Hall’s team has taken Anna to a restaurant, where Mac’s team has been told to meet them. Hall explains that Anna is the future 53rd President of the United States. She’s not, in the timeline Mac remembers, but the timeline has changed, and now the close election will be won by Anna. Mac and Hall are starting their usual sparring for dominance when the Faction begins its attack. Luca gets Anna safely behind furniture, and everyone else takes part in the shootout (except Phillip, who’s watching the cameras). Carly gets in some great sniper shots. The Director steps in and kills the last Faction attacker by message.


Mac decides that they need to get Anna to an isolated safehouse until the attack window closes at 4:00. Hall can’t resist arguing, but Luca steps in and agrees with Mac, so they drive out to a farm house that was seized by the FBI from some meth cookers.

Once there, Carly has them set up Claymores on the road. Hall is surprised that Mac takes orders from his tactician, but Mac says that Hall should, too. That sets Hall off on another lecture about the Director frequently pairing up their teams, so they have to learn to get along. Of course, the irony is that Hall’s the one who’s always trying to take over and won’t take suggestions.

While they’re arguing, a Faction drone flies overhead. Now it’s just a matter of time before the Faction attacks.

Trevor wonders if the Director sent Mac to keep a child alive to help him with grieving his lost baby. Mac snaps at Trevor that neither Trevor nor the Director are licensed therapists and they have no idea what he’s going through.

Why is MacLaren such a terrible person?

Trevor reminds Mac that he’s old enough to have watched two of his own sons die of old age. Mac still doesn’t think it’s the same, and Trevor says of course it isn’t, Mac’s grieving the loss of potential. He leaves unspoken the fact that he grieved the loss of two fully formed human beings who he’d known for decades, but shouldn’t have outlived.
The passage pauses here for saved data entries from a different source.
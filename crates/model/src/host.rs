// Copyright The CoSim Authors
// SPDX-License-Identifier: Apache-2.0

//! One node of the cluster: per-socket free cores and resident jobs.

use smallvec::SmallVec;
use std::collections::HashMap;

use cosim_procset::ProcSet;

use crate::{Error, HostId, JobSig, SocketConf};

/// Allocation state of a host.
#[derive(Debug, Clone, Copy, PartialEq, Eq)]
pub enum HostState {
    /// No resident jobs.
    Idle,
    /// At least one resident job.
    Allocated,
    /// Taken out of service externally; never entered by the simulator.
    Down,
}

/// A node with one free [`ProcSet`] per socket and an occupant map of the
/// cores each resident job holds.
///
/// Invariants: every occupant's held sets are disjoint from the free sets,
/// `|free| + Σ|held| = socket_conf[i]` per socket, and the state is
/// [`HostState::Idle`] exactly when the occupant map is empty.
#[derive(Debug, Clone)]
pub struct Host {
    id: HostId,
    socket_conf: SocketConf,
    sockets: SmallVec<[ProcSet; 4]>,
    state: HostState,
    occupants: HashMap<JobSig, Vec<ProcSet>>,
}

impl Host {
    /// Builds an idle host whose sockets cover consecutive core IDs
    /// starting at `first_core`.
    #[must_use]
    pub fn new(id: HostId, socket_conf: SocketConf, first_core: u32) -> Self {
        let mut next = first_core;
        let sockets = socket_conf
            .iter()
            .map(|cores| {
                let set = ProcSet::from(next..=next + cores - 1);
                next += cores;
                set
            })
            .collect();
        Self {
            id,
            socket_conf,
            sockets,
            state: HostState::Idle,
            occupants: HashMap::new(),
        }
    }

    /// The host's cluster-wide id.
    #[must_use]
    pub fn id(&self) -> HostId {
        self.id
    }

    /// The host's socket shape.
    #[must_use]
    pub fn socket_conf(&self) -> &SocketConf {
        &self.socket_conf
    }

    /// Current allocation state.
    #[must_use]
    pub fn state(&self) -> HostState {
        self.state
    }

    /// The free set of each socket, in socket order.
    #[must_use]
    pub fn sockets(&self) -> &[ProcSet] {
        &self.sockets
    }

    /// Signatures of the jobs currently holding cores on the host.
    pub fn occupant_sigs(&self) -> impl Iterator<Item = &JobSig> {
        self.occupants.keys()
    }

    /// Number of resident jobs.
    #[must_use]
    pub fn occupant_count(&self) -> usize {
        self.occupants.len()
    }

    /// Free cores summed over all sockets.
    #[must_use]
    pub fn idle_cores(&self) -> usize {
        self.sockets.iter().map(ProcSet::len).sum()
    }

    /// Held cores summed over all sockets.
    #[must_use]
    pub fn used_cores(&self) -> usize {
        self.socket_conf.total() as usize - self.idle_cores()
    }

    /// Whether every socket has at least `shape[i]` free cores.
    #[must_use]
    pub fn satisfies(&self, shape: &SocketConf) -> bool {
        shape.sockets() == self.sockets.len()
            && self
                .sockets
                .iter()
                .zip(shape.iter())
                .all(|(free, needed)| free.len() >= needed as usize)
    }

    /// The cores an allocation under `shape` would take: the `shape[i]`
    /// smallest free cores of each socket. Does not mutate.
    ///
    /// Returns `None` when some socket cannot cover its share.
    #[must_use]
    pub fn preview(&self, shape: &SocketConf) -> Option<Vec<ProcSet>> {
        if !self.satisfies(shape) {
            return None;
        }
        Some(
            self.sockets
                .iter()
                .zip(shape.iter())
                .map(|(free, needed)| free.take(needed as usize))
                .collect(),
        )
    }

    /// Takes the `shape[i]` smallest free cores of every socket for `sig`.
    ///
    /// First allocation flips the host to [`HostState::Allocated`]. Fails
    /// with [`Error::InsufficientCores`] if any socket lacks its share, and
    /// mutates nothing on failure.
    pub fn allocate(&mut self, shape: &SocketConf, sig: JobSig) -> Result<Vec<ProcSet>, Error> {
        if shape.sockets() != self.sockets.len() {
            return Err(Error::SocketCountMismatch {
                host: self.id,
                shape_sockets: shape.sockets(),
                host_sockets: self.sockets.len(),
            });
        }
        for (i, (free, needed)) in self.sockets.iter().zip(shape.iter()).enumerate() {
            if free.len() < needed as usize {
                return Err(Error::InsufficientCores {
                    host: self.id,
                    socket: i,
                    needed,
                    free: free.len(),
                });
            }
        }
        let held: Vec<ProcSet> = self
            .sockets
            .iter_mut()
            .zip(shape.iter())
            .map(|(free, needed)| {
                let taken = free.take(needed as usize);
                *free = free.difference(&taken);
                taken
            })
            .collect();
        let _ = self.occupants.insert(sig, held.clone());
        self.state = HostState::Allocated;
        Ok(held)
    }

    /// Returns the cores held by `sig` to the free sets.
    ///
    /// Flips the host back to [`HostState::Idle`] when the last occupant
    /// leaves. Fails with [`Error::UnknownOccupant`] if the job holds
    /// nothing here.
    pub fn release(&mut self, sig: &JobSig) -> Result<Vec<ProcSet>, Error> {
        let held = self
            .occupants
            .remove(sig)
            .ok_or_else(|| Error::UnknownOccupant {
                host: self.id,
                job: sig.clone(),
            })?;
        for (free, returned) in self.sockets.iter_mut().zip(held.iter()) {
            *free = free.union(returned);
        }
        if self.occupants.is_empty() {
            self.state = HostState::Idle;
        }
        Ok(held)
    }
}
// Copyright The CoSim Authors
// SPDX-License-Identifier: Apache-2.0

//! Errors for the config crate.

use miette::Diagnostic;

/// Errors that can occur while loading or validating a simulation spec.
#[derive(thiserror::Error, Debug, Diagnostic)]
pub enum Error {
    /// A collection of errors found while validating the configuration.
    #[error("invalid simulation configuration: {errors:?}")]
    #[diagnostic(code(cosim::config::invalid_configuration))]
    InvalidConfiguration {
        /// Every validation failure found, not just the first.
        #[related]
        errors: Vec<Error>,
    },

    /// A configuration file could not be read.
    #[error("file read error for `{path}`: {details}")]
    #[diagnostic(code(cosim::config::file_read_error))]
    FileReadError {
        /// The path that failed to read.
        path: String,
        /// A description of the I/O failure.
        details: String,
    },

    /// A configuration file could not be deserialized.
    #[error("{format} deserialization error: {details}")]
    #[diagnostic(code(cosim::config::deserialization_error))]
    DeserializationError {
        /// The input format ("YAML" or "JSON").
        format: String,
        /// A description of the parse failure.
        details: String,
    },

    /// The spec file extension is neither YAML nor JSON.
    #[error("unsupported spec file extension `{extension}` (expected yaml, yml, or json)")]
    #[diagnostic(code(cosim::config::unsupported_format))]
    UnsupportedFormat {
        /// The extension found on the file.
        extension: String,
    },

    /// The cluster must have at least one node.
    #[error("cluster must have at least one node")]
    #[diagnostic(code(cosim::config::no_nodes))]
    NoNodes,

    /// The socket configuration must name at least one socket.
    #[error("socket configuration is empty")]
    #[diagnostic(code(cosim::config::empty_socket_conf))]
    EmptySocketConf,

    /// Every socket needs at least one core.
    #[error("socket {socket} has zero cores")]
    #[diagnostic(code(cosim::config::zero_core_socket))]
    ZeroCoreSocket {
        /// Index of the offending socket.
        socket: usize,
    },

    /// Co-scheduling halves sockets, so every socket needs two or more
    /// cores for the half shape to stay non-empty.
    #[error(
        "scheduler `{scheduler}` co-schedules, but socket {socket} has \
         {cores} cores (at least 2 required)"
    )]
    #[diagnostic(code(cosim::config::socket_too_small_for_coscheduling))]
    SocketTooSmallForCoscheduling {
        /// The co-scheduling policy that was requested.
        scheduler: String,
        /// Index of the offending socket.
        socket: usize,
        /// Core count of that socket.
        cores: u32,
    },

    /// At least one scheduler must be configured.
    #[error("no schedulers configured")]
    #[diagnostic(code(cosim::config::no_schedulers))]
    NoSchedulers,

    /// The configured baseline is not among the configured schedulers.
    #[error("baseline `{baseline}` is not among the configured schedulers")]
    #[diagnostic(code(cosim::config::unknown_baseline))]
    UnknownBaseline {
        /// The baseline name that was requested.
        baseline: String,
    },

    /// A generator-backed workload needs a non-empty job catalog.
    #[error("workload catalog is empty")]
    #[diagnostic(code(cosim::config::empty_catalog))]
    EmptyCatalog,

    /// A generated workload must produce at least one job.
    #[error("workload would generate no jobs")]
    #[diagnostic(code(cosim::config::empty_workload))]
    EmptyWorkload,
}
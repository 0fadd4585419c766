// Copyright The CoSim Authors
// SPDX-License-Identifier: Apache-2.0

//! Errors for the procset crate.

/// Errors that can occur while building a processor set.
#[derive(thiserror::Error, Debug, Clone, PartialEq, Eq)]
pub enum Error {
    /// An interval was given with a lower bound above its upper bound.
    #[error("invalid interval: {lo}-{hi} (lower bound above upper bound)")]
    InvalidInterval {
        /// The lower bound of the offending interval.
        lo: u32,
        /// The upper bound of the offending interval.
        hi: u32,
    },

    /// A textual interval could not be parsed.
    #[error("malformed interval token `{token}`")]
    Malformed {
        /// The token that failed to parse.
        token: String,
    },
}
Grief isn’t a contest, but it’s Mac who turned it into one by deciding that no one else could ever understand his man pain.


Just as the Faction army is arriving at the Farmhouse, the Director uses Anna as a messenger to inform the travelers that protocol three has been suspended for the afternoon. They are to protect Anna Hamilton at all costs. Let’s hope that using kids as messengers is really as safe long term as the Director thinks it is, cause I sure wouldn’t want that done to my kid’s brain, or the future president’s.

The Faction army arrives, but the Director doesn’t intervene, and the travelers are forced into a shootout. They realize that the Faction has a space-time attenuator, which blocks the Director from being able to see into the area. Mac hands Trevor a grenade and sends him out to use his quarterback skills to throw it on the STA, which is in the back of a pick up truck.

Things are getting dire when Trevor gets the grenade into the truck and disables the STA. The Director immediately intervenes, killing many of the Faction travelers, and overwriting a few. As soon as they’re sure that the battle is over, Carly races out to go meet Marcy at David’s apartment. She’s already a few minutes late.


Anna’s parents arrive to pick her up, and it turns out that they are now travelers. Her original parents died trying to defend her in the timeline where the Faction was successful. The traveler parents promise Mac and Hall that Anna will never realize that they aren’t her original parents, and they’ll keep her safe. Anna gives Hall and Mac a big hug, then her parents take her home.

Agent MacLaren and “Agent” Hall shake hands, having developed a grudging amount of respect for each other.

Marcy has been getting closer and closer to hyperthemia and to flatlining, and she reaches that point just as Carly finds her in the tub. She’s still having random memories of her time with David before the reset. Carly pulls her from the tub and begins chest compressions. David gets home from work and races in to help Carly. She uses Marcy’s portable defibrillator and gets Marcy’s heart started again.

Carly sits with Marcy while they try to get her body temperature back up to normal. David finds the note that Marcy left him, which he was only supposed to read if she died. The note says that she isn’t doing this to leave him, but to fill in the void that she knows isn’t supposed to be there, so that she can be whole again. She feels it was worth trying, even though it would hurt him.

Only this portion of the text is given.